以下に、研ぎ完了後にO様に宛てたメールの文章を一部、転載してみます。

簡単に到着時の状態などを御説明しますと、牛刀の大は刃先まで平滑で鋭利な研がれ方・糸引きの幅や角度も切れを重視。其の為に紙の束には効果的に切り込めましたが、捩った束には纏わり付かれて抜けが重かったです。

中は逆に、刃先の角度と刃先までの角度に少し差が有りました。其の為に、紙の束には手応えを感じつつも切り込め、捩った束には纏わり付かれる割合が少なかったです。

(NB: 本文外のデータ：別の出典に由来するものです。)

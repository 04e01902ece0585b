//! Ordered bit-sets used for supports, index sets and saturation rows.
//!
//! [`BitSet`] is a thin wrapper over [`fixedbitset::FixedBitSet`] that grows
//! on demand (rows gain columns as generators/constraints are inserted) and
//! adds the small set-algebra vocabulary the conversion algorithm needs:
//! containment, intersection-size, "is subset of any row in a list" and so
//! on: a single place that owns indexing arithmetic so the rest of the
//! crate never pokes at a raw bit buffer.

use fixedbitset::FixedBitSet;
use std::fmt;

// ======================================================================
// BitSet - PUBLIC

/// An ordered, growable set of non-negative indices (dimensions, or row
/// numbers into a skeletal system).
#[derive(Clone, Default, PartialEq, Eq, Hash)]
pub struct BitSet {
    bits: FixedBitSet,
}

impl BitSet {
    /// Empty set.
    pub fn new() -> Self {
        Self {
            bits: FixedBitSet::new(),
        }
    }

    /// Empty set with room for `n` members without reallocating.
    pub fn with_capacity(n: usize) -> Self {
        Self {
            bits: FixedBitSet::with_capacity(n),
        }
    }

    /// Singleton `{i}`.
    pub fn singleton(i: usize) -> Self {
        let mut s = Self::with_capacity(i + 1);
        s.set(i, true);
        s
    }

    /// Number of bits currently allocated (not the cardinality).
    pub fn capacity(&self) -> usize {
        self.bits.len()
    }

    /// Cardinality, i.e. number of members.
    pub fn len(&self) -> usize {
        self.bits.count_ones(..)
    }

    /// True iff this set has no members.
    pub fn is_empty(&self) -> bool {
        self.bits.count_ones(..) == 0
    }

    /// True iff `i` is a member.
    pub fn contains(&self, i: usize) -> bool {
        i < self.bits.len() && self.bits.contains(i)
    }

    /// Sets or clears membership of `i`, growing the backing storage if
    /// `i` is beyond current capacity.
    pub fn set(&mut self, i: usize, value: bool) {
        if i >= self.bits.len() {
            self.bits.grow(i + 1);
        }
        self.bits.set(i, value);
    }

    /// Clears all members, keeping capacity.
    pub fn clear(&mut self) {
        self.bits.clear();
    }

    /// Grows backing storage (if needed) so that indices `< n` are valid,
    /// without changing membership.
    pub fn ensure_capacity(&mut self, n: usize) {
        if n > self.bits.len() {
            self.bits.grow(n);
        }
    }

    /// Smallest member, if any.
    pub fn first(&self) -> Option<usize> {
        self.bits.ones().next()
    }

    /// Iterator over members in increasing order.
    pub fn iter(&self) -> impl Iterator<Item = usize> + '_ {
        self.bits.ones()
    }

    /// True iff `self` and `other` share no members.
    pub fn is_disjoint(&self, other: &BitSet) -> bool {
        self.bits.is_disjoint(&other.bits)
    }

    /// True iff every member of `self` is also a member of `other`
    /// (`self ⊆ other`).
    pub fn is_subset(&self, other: &BitSet) -> bool {
        self.bits.is_subset(&other.bits)
    }

    /// True iff `self` is a subset of `other` but not equal to it.
    pub fn is_strict_subset(&self, other: &BitSet) -> bool {
        self.is_subset(other) && self.len() < other.len()
    }

    /// Number of members shared by `self` and `other`.
    pub fn intersection_len(&self, other: &BitSet) -> usize {
        self.bits.intersection(&other.bits).count()
    }

    /// Set union, in place.
    pub fn union_assign(&mut self, other: &BitSet) {
        let n = self.bits.len().max(other.bits.len());
        self.bits.grow(n);
        self.bits.union_with(&other.bits);
    }

    /// Set intersection, in place.
    pub fn intersect_assign(&mut self, other: &BitSet) {
        self.bits.intersect_with(&other.bits);
    }

    /// Removes every member also present in `other`.
    pub fn remove_all(&mut self, other: &BitSet) {
        self.bits.difference_with(&other.bits);
    }

    /// Shifts every member index `>= from` down by one; used when a row is
    /// deleted from the system this bitset indexes into.
    pub fn remove_index(&mut self, removed: usize) {
        // Indices below `removed` keep their position, indices above shift
        // down by one, `removed` itself is dropped.
        let mut out = BitSet::new();
        for i in self.bits.ones() {
            if i < removed {
                out.set(i, true);
            } else if i > removed {
                out.set(i - 1, true);
            }
        }
        *self = out;
    }

    /// Returns a new set containing members `0..n` union-ed from an
    /// iterator, for convenient construction in tests and callers.
    pub fn from_iter<I: IntoIterator<Item = usize>>(iter: I) -> Self {
        let mut s = Self::new();
        for i in iter {
            s.set(i, true);
        }
        s
    }
}

impl fmt::Debug for BitSet {
    fn fmt(&self, f: &mut fmt::Formatter<'_>) -> fmt::Result {
        f.debug_set().entries(self.iter()).finish()
    }
}

impl FromIterator<usize> for BitSet {
    fn from_iter<I: IntoIterator<Item = usize>>(iter: I) -> Self {
        BitSet::from_iter(iter)
    }
}

// ======================================================================
// TESTS

#[cfg(test)]
mod tests {
    use super::*;

    #[test]
    fn membership_and_growth() {
        let mut s = BitSet::new();
        assert!(s.is_empty());
        s.set(5, true);
        assert!(s.contains(5));
        assert!(!s.contains(4));
        assert_eq!(s.len(), 1);
    }

    #[test]
    fn subset_and_disjoint() {
        let a = BitSet::from_iter([0, 1, 2]);
        let b = BitSet::from_iter([1, 2]);
        let c = BitSet::from_iter([3, 4]);
        assert!(b.is_subset(&a));
        assert!(b.is_strict_subset(&a));
        assert!(!a.is_subset(&b));
        assert!(a.is_disjoint(&c));
        assert!(!a.is_disjoint(&b));
    }

    #[test]
    fn union_intersect_remove() {
        let mut a = BitSet::from_iter([0, 1, 2]);
        let b = BitSet::from_iter([2, 3]);
        assert_eq!(a.intersection_len(&b), 1);
        let mut u = a.clone();
        u.union_assign(&b);
        assert_eq!(u, BitSet::from_iter([0, 1, 2, 3]));
        a.remove_all(&b);
        assert_eq!(a, BitSet::from_iter([0, 1]));
    }

    #[test]
    fn remove_index_shifts_higher_members_down() {
        let mut a = BitSet::from_iter([0, 2, 4]);
        a.remove_index(2);
        assert_eq!(a, BitSet::from_iter([0, 3]));
    }
}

ペティに関しましては、厚みが増してきていたからでしょうか、刃先までの部分の処理に不足が有った様子。結果的に、紙の束や捩った束には苦戦する状態。
以上の内容から、其々の不足分を補う方向で研いで行きましたので、(もしも之までに研ぎ分けて居られたのならば)切れ心地に特徴が無くなったと感じられるかも知れません。しかし、私が必要と感じる性能は確保できたかと思われます。しかし、到着時の刃先角度は鋭利でありながら或る程度の永切れも満たしていて、良く考えられている刃先だったと感じました。
到着後に御使用の結果、問題など有りましたら御連絡下さい。

 

 

 

研いで行きますが、ペティ以外は厚みも無く欠けも微細なレベルでしたので、今回は人造の3000番から。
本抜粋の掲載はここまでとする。